Пусть, мол, по осени оттуда расходятся, а куда подальше и разлетаются охотники, чтобы разведать соболиные гнезда. Строят заимки, завозят туда кошек и, когда соболихи окотятся, забирают у них лишних детенышей, оставляя одного. А кошки будут их выкармливать, им нетрудно! В процессе поисков охотники смогут и еще чем-нибудь полезным заняться, золото в ручьях мыть, например. Прокормятся охотой, ну и какие-то запасы самолет сможет подкинуть. А после ледостава на заимку прилетит самолет и увезет соболиный молодняк для выращивания на центральной ферме. Там поселятся семьи охотников, а регулярные авиарейсы обеспечат связь с ближайшим городом. Кто-то там и крестьянствовать захочет, ибо возить продукты никуда не надо, их и на месте найдется кому купить. Вот только сделать бы так, предложили охотники, чтобы та «Кошка» могла садиться и на землю, и на воду. Сделаем, сказал я и велел собирать добровольцев.

– Так что вот, – закончил я, – перед вами главный акционер ЗАО «Котофей». Остальные акционеры – это непосредственные участники проекта, их вклады – сама идея и труд по ее осуществлению. А любого, кто вздумает каким-то образом торговать какими-то бумагами, имеющими хоть отдаленное отношение к «Котофею», я сгною лично.

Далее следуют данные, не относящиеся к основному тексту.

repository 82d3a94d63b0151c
pub mod companies;
pub mod dashboard;
pub mod health;
pub mod invoices;
pub mod jobs;
pub mod webhooks;

use actix_web::HttpRequest;
use serde::de::DeserializeOwned;

use crate::{
  adapters::http::{errors::ApiError, middleware::ActorExt},
  domain::access::{Actor, Capability, authorize},
};

/// Actor attached by the middleware, checked against `capability`
pub fn require(req: &HttpRequest, capability: Capability) -> Result<Actor, ApiError> {
  let actor = req.actor()?;
  authorize(&actor, capability)?;
  Ok(actor)
}

/// Parses an optional JSON body; an empty body yields the default
pub fn optional_json<T: DeserializeOwned + Default>(body: &[u8]) -> Result<T, ApiError> {
  if body.iter().all(u8::is_ascii_whitespace) {
    return Ok(T::default());
  }
  serde_json::from_slice(body).map_err(|e| ApiError::validation(format!("Invalid JSON body: {}", e)))
}
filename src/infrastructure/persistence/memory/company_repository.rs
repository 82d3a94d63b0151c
use async_trait::async_trait;
use std::sync::Arc;

use super::MemoryStore;
use crate::domain::company::{Company, CompanyId, CompanyRepository, CompanyType};
use crate::domain::shared::RepositoryError;

pub struct InMemoryCompanyRepository {
  store: Arc<MemoryStore>,
}

impl InMemoryCompanyRepository {
  pub fn new(store: Arc<MemoryStore>) -> Self {
    Self { store }
  }
}

#[async_trait]
impl CompanyRepository for InMemoryCompanyRepository {
  async fn create(&self, company: Company) -> Result<Company, RepositoryError> {
    let mut state = self.store.state.write().await;
    if state.companies.contains_key(&company.id) {
      return Err(RepositoryError::DuplicateKey(company.id.to_string()));
    }
    state.companies.insert(company.id.clone(), company.clone());
    Ok(company)
  }

  async fn update(&self, company: Company) -> Result<Company, RepositoryError> {
    let mut state = self.store.state.write().await;
    let stored = state
      .companies
      .get_mut(&company.id)
      .ok_or(RepositoryError::NotFound)?;
    *stored = company.clone();
    Ok(company)
  }

  async fn find_by_id(&self, id: &CompanyId) -> Result<Option<Company>, RepositoryError> {
    Ok(self.store.state.read().await.companies.get(id).cloned())
  }

  async fn list(&self, company_type: Option<CompanyType>) -> Result<Vec<Company>, RepositoryError> {
    let state = self.store.state.read().await;
    let mut companies: Vec<Company> = state
      .companies
      .values()
      .filter(|c| company_type.is_none_or(|t| c.company_type == t))
      .cloned()
      .collect();
    companies.sort_by(|a, b| a.name.as_str().cmp(b.name.as_str()));
    Ok(companies)
  }

  async fn delete(&self, id: &CompanyId) -> Result<(), RepositoryError> {
    self
      .store
      .state
      .write()
      .await
      .companies
      .remove(id)
      .map(|_| ())
      .ok_or(RepositoryError::NotFound)
  }
}
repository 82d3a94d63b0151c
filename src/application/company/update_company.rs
use std::sync::Arc;

use super::company_dto::CompanyDto;
use super::create_company::CompanyProfileInput;
use crate::domain::company::{CompanyError, CompanyId, CompanyService};

#[derive(Debug, Clone)]
pub struct UpdateCompanyCommand {
  pub company_id: String,
  pub profile: CompanyProfileInput,
}

/// Replaces a company's profile; the type never changes
pub struct UpdateCompanyUseCase {
  company_service: Arc<CompanyService>,
}

impl UpdateCompanyUseCase {
  pub fn new(company_service: Arc<CompanyService>) -> Self {
    Self { company_service }
  }

  pub async fn execute(&self, command: UpdateCompanyCommand) -> Result<CompanyDto, CompanyError> {
    let company_id = CompanyId::parse(command.company_id)?;
    let profile = command.profile.into_profile()?;

    let company = self
      .company_service
      .update_company(&company_id, profile)
      .await?;
    Ok(company.into())
  }
}
use async_trait::async_trait;
use chrono::NaiveDate;

use super::entities::{Invoice, InvoiceStatusSummary};
use super::value_objects::{InvoiceId, InvoiceKind, InvoiceStatus};
use crate::domain::company::value_objects::CompanyId;
use crate::domain::job::entities::Job;
use crate::domain::shared::RepositoryError;

#[derive(Debug, Clone, Default, PartialEq, Eq)]
pub struct InvoiceFilter {
  pub status: Option<InvoiceStatus>,
  pub kind: Option<InvoiceKind>,
  pub company_id: Option<CompanyId>,
}

impl InvoiceFilter {
  pub fn matches(&self, invoice: &Invoice) -> bool {
    self.status.is_none_or(|status| invoice.status == status)
      && self.kind.is_none_or(|kind| invoice.kind == kind)
      && self
        .company_id
        .as_ref()
        .is_none_or(|id| &invoice.company_id == id)
  }
}

#[async_trait]
pub trait InvoiceRepository: Send + Sync {
  /// Inserts the invoice and stores the already-transitioned job in one
  /// transaction. Fails with `Conflict` if the job gained an invoice
  /// meanwhile; nothing is written in that case.
  async fn create_for_job(&self, invoice: Invoice, job: Job)
  -> Result<(Invoice, Job), RepositoryError>;

  /// Inserts a self-invoice and stores every job (already flagged
  /// `self_invoiced`) in one transaction. Fails with `Conflict` if any job
  /// was self-invoiced concurrently; nothing is written in that case.
  async fn create_self_invoice(
    &self,
    invoice: Invoice,
    jobs: Vec<Job>,
  ) -> Result<(Invoice, Vec<Job>), RepositoryError>;

  async fn update(&self, invoice: Invoice) -> Result<Invoice, RepositoryError>;
  async fn find_by_id(&self, id: &InvoiceId) -> Result<Option<Invoice>, RepositoryError>;
  async fn list(&self, filter: &InvoiceFilter) -> Result<Vec<Invoice>, RepositoryError>;

  /// Sent invoices whose due date is before `today`
  async fn find_overdue(&self, today: NaiveDate) -> Result<Vec<Invoice>, RepositoryError>;

  async fn summarize_by_status(&self) -> Result<Vec<InvoiceStatusSummary>, RepositoryError>;
}
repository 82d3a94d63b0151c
pub mod memory;
pub mod postgres;
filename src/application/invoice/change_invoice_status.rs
use serde::Serialize;
use std::str::FromStr;
use std::sync::Arc;

use crate::domain::invoice::{InvoiceError, InvoiceId, InvoiceService, InvoiceStatus};

#[derive(Debug, Clone)]
pub struct ChangeInvoiceStatusCommand {
  pub invoice_id: String,
  pub new_status: String,
}

#[derive(Debug, Serialize)]
pub struct ChangeInvoiceStatusResponse {
  pub invoice_id: String,
  pub status: String,
}

pub struct ChangeInvoiceStatusUseCase {
  invoice_service: Arc<InvoiceService>,
}

impl ChangeInvoiceStatusUseCase {
  pub fn new(invoice_service: Arc<InvoiceService>) -> Self {
    Self { invoice_service }
  }

  pub async fn execute(
    &self,
    command: ChangeInvoiceStatusCommand,
  ) -> Result<ChangeInvoiceStatusResponse, InvoiceError> {
    let invoice_id = InvoiceId::parse(command.invoice_id)?;
    let new_status = InvoiceStatus::from_str(&command.new_status)?;

    let invoice = self
      .invoice_service
      .change_invoice_status(&invoice_id, new_status)
      .await?;

    Ok(ChangeInvoiceStatusResponse {
      invoice_id: invoice.id.into(),
      status: invoice.status.as_str().to_string(),
    })
  }
}
pub mod http_gateway;

pub use http_gateway::HttpPaymentGateway;
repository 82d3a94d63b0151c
use serde::Serialize;
use std::str::FromStr;
use std::sync::Arc;

use super::company_dto::CompanyDto;
use crate::domain::company::{CompanyError, CompanyId, CompanyService, CompanyType};

#[derive(Debug, Serialize)]
pub struct ListCompaniesResponse {
  pub companies: Vec<CompanyDto>,
  pub total: usize,
}

pub struct ListCompaniesUseCase {
  company_service: Arc<CompanyService>,
}

impl ListCompaniesUseCase {
  pub fn new(company_service: Arc<CompanyService>) -> Self {
    Self { company_service }
  }

  pub async fn execute(
    &self,
    company_type: Option<String>,
  ) -> Result<ListCompaniesResponse, CompanyError> {
    let company_type = company_type
      .as_deref()
      .map(CompanyType::from_str)
      .transpose()?;

    let companies: Vec<CompanyDto> = self
      .company_service
      .list_companies(company_type)
      .await?
      .into_iter()
      .map(CompanyDto::from)
      .collect();

    Ok(ListCompaniesResponse {
      total: companies.len(),
      companies,
    })
  }
}

pub struct GetCompanyUseCase {
  company_service: Arc<CompanyService>,
}

impl GetCompanyUseCase {
  pub fn new(company_service: Arc<CompanyService>) -> Self {
    Self { company_service }
  }

  pub async fn execute(&self, company_id: String) -> Result<CompanyDto, CompanyError> {
    let company_id = CompanyId::parse(company_id)?;
    Ok(self.company_service.get_company(&company_id).await?.into())
  }
}
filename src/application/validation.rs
//! Flattens `validator` results into a field-path → messages map.

use serde::Serialize;
use std::collections::BTreeMap;
use validator::{ValidationError, ValidationErrors, ValidationErrorsKind};

/// Validation failures keyed by dotted field path (`pickup.postcode`)
#[derive(Debug, Clone, Default, PartialEq, Eq, Serialize)]
#[serde(transparent)]
pub struct FieldErrors(BTreeMap<String, Vec<String>>);

impl FieldErrors {
  pub fn new() -> Self {
    Self::default()
  }

  pub fn add(&mut self, field: impl Into<String>, message: impl Into<String>) {
    self.0.entry(field.into()).or_default().push(message.into());
  }

  pub fn is_empty(&self) -> bool {
    self.0.is_empty()
  }

  pub fn get(&self, field: &str) -> Option<&[String]> {
    self.0.get(field).map(Vec::as_slice)
  }

  /// First message in field order; what a client shows when it can only
  /// show one thing
  pub fn first_message(&self) -> Option<&str> {
    self
      .0
      .values()
      .flat_map(|messages| messages.iter())
      .map(String::as_str)
      .next()
  }

  fn collect(&mut self, prefix: Option<&str>, errors: &ValidationErrors) {
    for (field, kind) in errors.errors() {
      let path = match prefix {
        Some(prefix) => format!("{}.{}", prefix, field),
        None => field.to_string(),
      };
      match kind {
        ValidationErrorsKind::Field(field_errors) => {
          for error in field_errors {
            self.add(path.clone(), describe(&path, error));
          }
        }
        ValidationErrorsKind::Struct(nested) => self.collect(Some(&path), nested),
        ValidationErrorsKind::List(items) => {
          for (index, nested) in items {
            self.collect(Some(&format!("{}[{}]", path, index)), nested);
          }
        }
      }
    }
  }
}

impl From<&ValidationErrors> for FieldErrors {
  fn from(errors: &ValidationErrors) -> Self {
    let mut field_errors = FieldErrors::new();
    field_errors.collect(None, errors);
    field_errors
  }
}

fn describe(path: &str, error: &ValidationError) -> String {
  match &error.message {
    Some(message) => message.to_string(),
    None => format!("{} is invalid ({})", path, error.code),
  }
}

#[cfg(test)]
mod tests {
  use super::*;
  use validator::Validate;

  #[derive(Debug, Validate)]
  struct Address {
    #[validate(length(min = 1, message = "City is required"))]
    city: String,
    #[validate(length(min = 5, max = 8))]
    postcode: String,
  }

  #[derive(Debug, Validate)]
  struct Shipment {
    #[validate(length(min = 1, message = "Reference is required"))]
    reference: String,
    #[validate(nested)]
    pickup: Address,
  }

  #[test]
  fn test_nested_errors_use_dotted_paths() {
    let shipment = Shipment {
      reference: String::new(),
      pickup: Address {
        city: String::new(),
        postcode: "X".to_string(),
      },
    };
    let errors = FieldErrors::from(&shipment.validate().unwrap_err());

    assert_eq!(errors.get("reference").unwrap(), ["Reference is required"]);
    assert_eq!(errors.get("pickup.city").unwrap(), ["City is required"]);
    assert_eq!(
      errors.get("pickup.postcode").unwrap(),
      ["pickup.postcode is invalid (length)"]
    );
    assert_eq!(errors.first_message(), Some("City is required"));
  }

  #[test]
  fn test_valid_input_has_no_errors() {
    let shipment = Shipment {
      reference: "JOB-1".to_string(),
      pickup: Address {
        city: "York".to_string(),
        postcode: "YO1 7HH".to_string(),
      },
    };
    assert!(shipment.validate().is_ok());
    assert!(FieldErrors::new().is_empty());
  }
}
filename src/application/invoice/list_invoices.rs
use serde::Serialize;
use std::str::FromStr;
use std::sync::Arc;

use super::invoice_dto::{InvoiceDto, InvoiceSummaryDto};
use crate::domain::company::CompanyId;
use crate::domain::invoice::{
  InvoiceError, InvoiceFilter, InvoiceId, InvoiceKind, InvoiceService, InvoiceStatus,
};

#[derive(Debug, Clone, Default)]
pub struct ListInvoicesCommand {
  pub status: Option<String>,
  pub kind: Option<String>,
  pub company_id: Option<String>,
}

#[derive(Debug, Serialize)]
pub struct ListInvoicesResponse {
  pub invoices: Vec<InvoiceDto>,
  pub total: usize,
}

pub struct ListInvoicesUseCase {
  invoice_service: Arc<InvoiceService>,
}

impl ListInvoicesUseCase {
  pub fn new(invoice_service: Arc<InvoiceService>) -> Self {
    Self { invoice_service }
  }

  pub async fn execute(
    &self,
    command: ListInvoicesCommand,
  ) -> Result<ListInvoicesResponse, InvoiceError> {
    // Parse filters
    let filter = InvoiceFilter {
      status: command
        .status
        .as_deref()
        .map(InvoiceStatus::from_str)
        .transpose()?,
      kind: command
        .kind
        .as_deref()
        .map(InvoiceKind::from_str)
        .transpose()?,
      company_id: command.company_id.map(CompanyId::parse).transpose()?,
    };

    let invoices: Vec<InvoiceDto> = self
      .invoice_service
      .list_invoices(&filter)
      .await?
      .into_iter()
      .map(InvoiceDto::from)
      .collect();

    Ok(ListInvoicesResponse {
      total: invoices.len(),
      invoices,
    })
  }
}

pub struct GetInvoiceUseCase {
  invoice_service: Arc<InvoiceService>,
}

impl GetInvoiceUseCase {
  pub fn new(invoice_service: Arc<InvoiceService>) -> Self {
    Self { invoice_service }
  }

  pub async fn execute(&self, invoice_id: String) -> Result<InvoiceDto, InvoiceError> {
    let invoice_id = InvoiceId::parse(invoice_id)?;
    Ok(self.invoice_service.get_invoice(&invoice_id).await?.into())
  }
}

#[derive(Debug, Serialize)]
pub struct InvoiceSummaryResponse {
  pub summary: Vec<InvoiceSummaryDto>,
}

/// Count and total per status and currency
pub struct GetInvoiceSummaryUseCase {
  invoice_service: Arc<InvoiceService>,
}

impl GetInvoiceSummaryUseCase {
  pub fn new(invoice_service: Arc<InvoiceService>) -> Self {
    Self { invoice_service }
  }

  pub async fn execute(&self) -> Result<InvoiceSummaryResponse, InvoiceError> {
    let summary = self
      .invoice_service
      .status_summary()
      .await?
      .into_iter()
      .map(InvoiceSummaryDto::from)
      .collect();
    Ok(InvoiceSummaryResponse { summary })
  }
}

– Ага, – задумалась Маша, – тут мне недавно какой-то энтузиаст проект плотины через Берингов пролив прислал, а я ведь помню, читала что-то такое – в этом случае климат в Нью-Йорке станет как на Сахалине. Надо будет это дело слегка профинансировать, пусть янки шкурки про запас покупают, пока те не подорожали. И утечку про это в газеты надо организовать…

– Совсем у тебя с этими вашими консалтингами мозги заплесневели, – укорил я племянницу. – Зачем же так топорно работать? Всего-то и надо, что статью в солидный журнал от какого-нибудь ученого средней известности, где тот докажет, будто данная плотина на климат никак повлиять не сможет. Вот и все, остальное клиенты прекрасно доделают сами.

– А чертежи кошконесущих самолетов у тебя уже есть? – поинтересовался Гоша.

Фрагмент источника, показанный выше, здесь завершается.